After three weeks of daily driving, I still consider the ActiveE a fantastic overall experience.  In my last post, I listed my favorite aspects of daily driving on all electric power.  Here, I document my short wish list of mostly petty items that would never prevent me from buying a car like this, but, if changed, would make it near perfect.  Here we go:

#5 - The horn - Really?  Has anyone had to actually use the horn in everyday traffic?  Luckily I haven't, but when I tested it out with my teen-age daughter in the car, she started laughing uncontrollably.  It sounds like a bad computer error message is about to pop up.  Here's an idea:  Horn Tones.  The car is completely computerized, how about downloadable horn sounds so we can program in a more menacing noise.

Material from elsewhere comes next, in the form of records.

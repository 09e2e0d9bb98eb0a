//! # Configuration State
//!
//! Display settings loaded at startup.
//!
//! ## Configuration Sources (Priority Order)
//! 1. Environment variables (`BEIYETU_*`)
//! 2. Defaults (this file)
//!
//! The database location is resolved separately in `lib.rs`
//! (`--db`, then `BEIYETU_DB_PATH`, then the platform data directory).
//!
//! ## Thread Safety
//! Read-only after initialization, so no mutex.

use serde::{Deserialize, Serialize};

use beiyetu_core::{Money, ANONYMOUS_AUTHOR};

/// Application configuration.
#[derive(Debug, Clone, PartialEq, Eq, Serialize, Deserialize)]
#[serde(rename_all = "camelCase")]
pub struct ConfigState {
    /// Symbol on every price label
    pub currency_symbol: String,

    /// Author used for comments when nobody is signed in
    pub default_author: String,
}

impl Default for ConfigState {
    /// Kenyan shillings, anonymous comments.
    fn default() -> Self {
        ConfigState {
            currency_symbol: "KSh".to_string(),
            default_author: ANONYMOUS_AUTHOR.to_string(),
        }
    }
}

impl ConfigState {
    /// Creates a new ConfigState from environment variables and defaults.
    ///
    /// ## Environment Variables
    /// - `BEIYETU_CURRENCY_SYMBOL`: Override currency symbol
    /// - `BEIYETU_DEFAULT_AUTHOR`: Override the anonymous comment author
    pub fn from_env() -> Self {
        Self::from_lookup(|key| std::env::var(key).ok())
    }

    /// Same as [`from_env`](Self::from_env) with a custom variable source.
    pub fn from_lookup(lookup: impl Fn(&str) -> Option<String>) -> Self {
        let mut config = ConfigState::default();

        let non_blank = |key: &str| lookup(key).filter(|v| !v.trim().is_empty());

        if let Some(symbol) = non_blank("BEIYETU_CURRENCY_SYMBOL") {
            config.currency_symbol = symbol.trim().to_string();
        }

        if let Some(author) = non_blank("BEIYETU_DEFAULT_AUTHOR") {
            config.default_author = author.trim().to_string();
        }

        config
    }

    /// Formats a price with the configured symbol. Used for every
    /// `price_display` label.
    ///
    /// ```rust,ignore
    /// let config = ConfigState::default();
    /// assert_eq!(config.format_currency(Money::from_cents(5_799_900)), "KSh 57,999.00");
    /// ```
    pub fn format_currency(&self, price: Money) -> String {
        price.format_with_symbol(&self.currency_symbol)
    }
}

#[cfg(test)]
mod tests {
    use super::*;
    use std::collections::HashMap;

    fn format(config: &ConfigState, cents: i64) -> String {
        config.format_currency(Money::from_cents(cents))
    }

    #[test]
    fn test_format_currency_positive() {
        let config = ConfigState::default();
        assert_eq!(format(&config, 5_799_900), "KSh 57,999.00");
        assert_eq!(format(&config, 9_999), "KSh 99.99");
        assert_eq!(format(&config, 1), "KSh 0.01");
        assert_eq!(format(&config, 0), "KSh 0.00");
    }

    #[test]
    fn test_format_currency_negative() {
        let config = ConfigState::default();
        assert_eq!(format(&config, -550), "-KSh 5.50");
    }

    #[test]
    fn test_env_overrides() {
        let vars: HashMap<&str, &str> = [
            ("BEIYETU_CURRENCY_SYMBOL", " USh "),
            ("BEIYETU_DEFAULT_AUTHOR", "   "),
        ]
        .into_iter()
        .collect();

        let config = ConfigState::from_lookup(|k| vars.get(k).map(|v| v.to_string()));

        assert_eq!(config.currency_symbol, "USh");
        assert_eq!(config.default_author, "Anonymous");
        assert_eq!(format(&config, 100_000), "USh 1,000.00");
    }

    #[test]
    fn test_serializes_camel_case() {
        let json = serde_json::to_value(ConfigState::default()).unwrap();
        assert_eq!(json["currencySymbol"], "KSh");
        assert_eq!(json["defaultAuthor"], "Anonymous");
    }
}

#4 - Interior Storage- I have seen Chad Hogan's after market arm rest where the storage bin should go.  That's nice, but I need a place to store normal driving accessories like sunglasses, winter gloves, toll pass, spare change, those extra golf balls that always end up in my pocket.  The two little areas in the center console just don't cut it.  How about taking the space under the presets and putting a little door to another storage area?

#3 - HomeLink - I hate to bring up my 8 year-old Prius when talking about an electric BMW, but Toyota put three HomeLink buttons in the mirror that opened my garage doors.  Can't cost more than $5 in parts.

#2 - Keyless - One last time with the Prius comparison....In 8 years, I never put a key into the car.  The wireless key unlocked the doors when I got near the car and allowed me to push the Start button as long as the doors were closed.   It even prevented me from locking the car if the key was inside.  I understand the ActiveE matches personalized settings with the different keys.  That's great for cars with multiple drivers, but I would expect that even if those settings are stored on the physical key, they could be transferred wirelessly into the system.

#1 - Saved settings - Many other ActiveE drivers have documented these issues in more depth but add 1 more vote for, programmable EcoMode setting, scheduled, repeatable preconditioning times, scheduled, repeatable charging times and an option to automatically reset the trip computer after every trip.

Footnote: I considered adding "it's white" on this list, but I know that's just for this group of test cars.  I do get a kick out of Electragirl's carwash count (17 last I checked).  I'm up to 3 with only 850 miles!  Don't think I will ever buy a white car again, at least not one that attracts dirt like this one!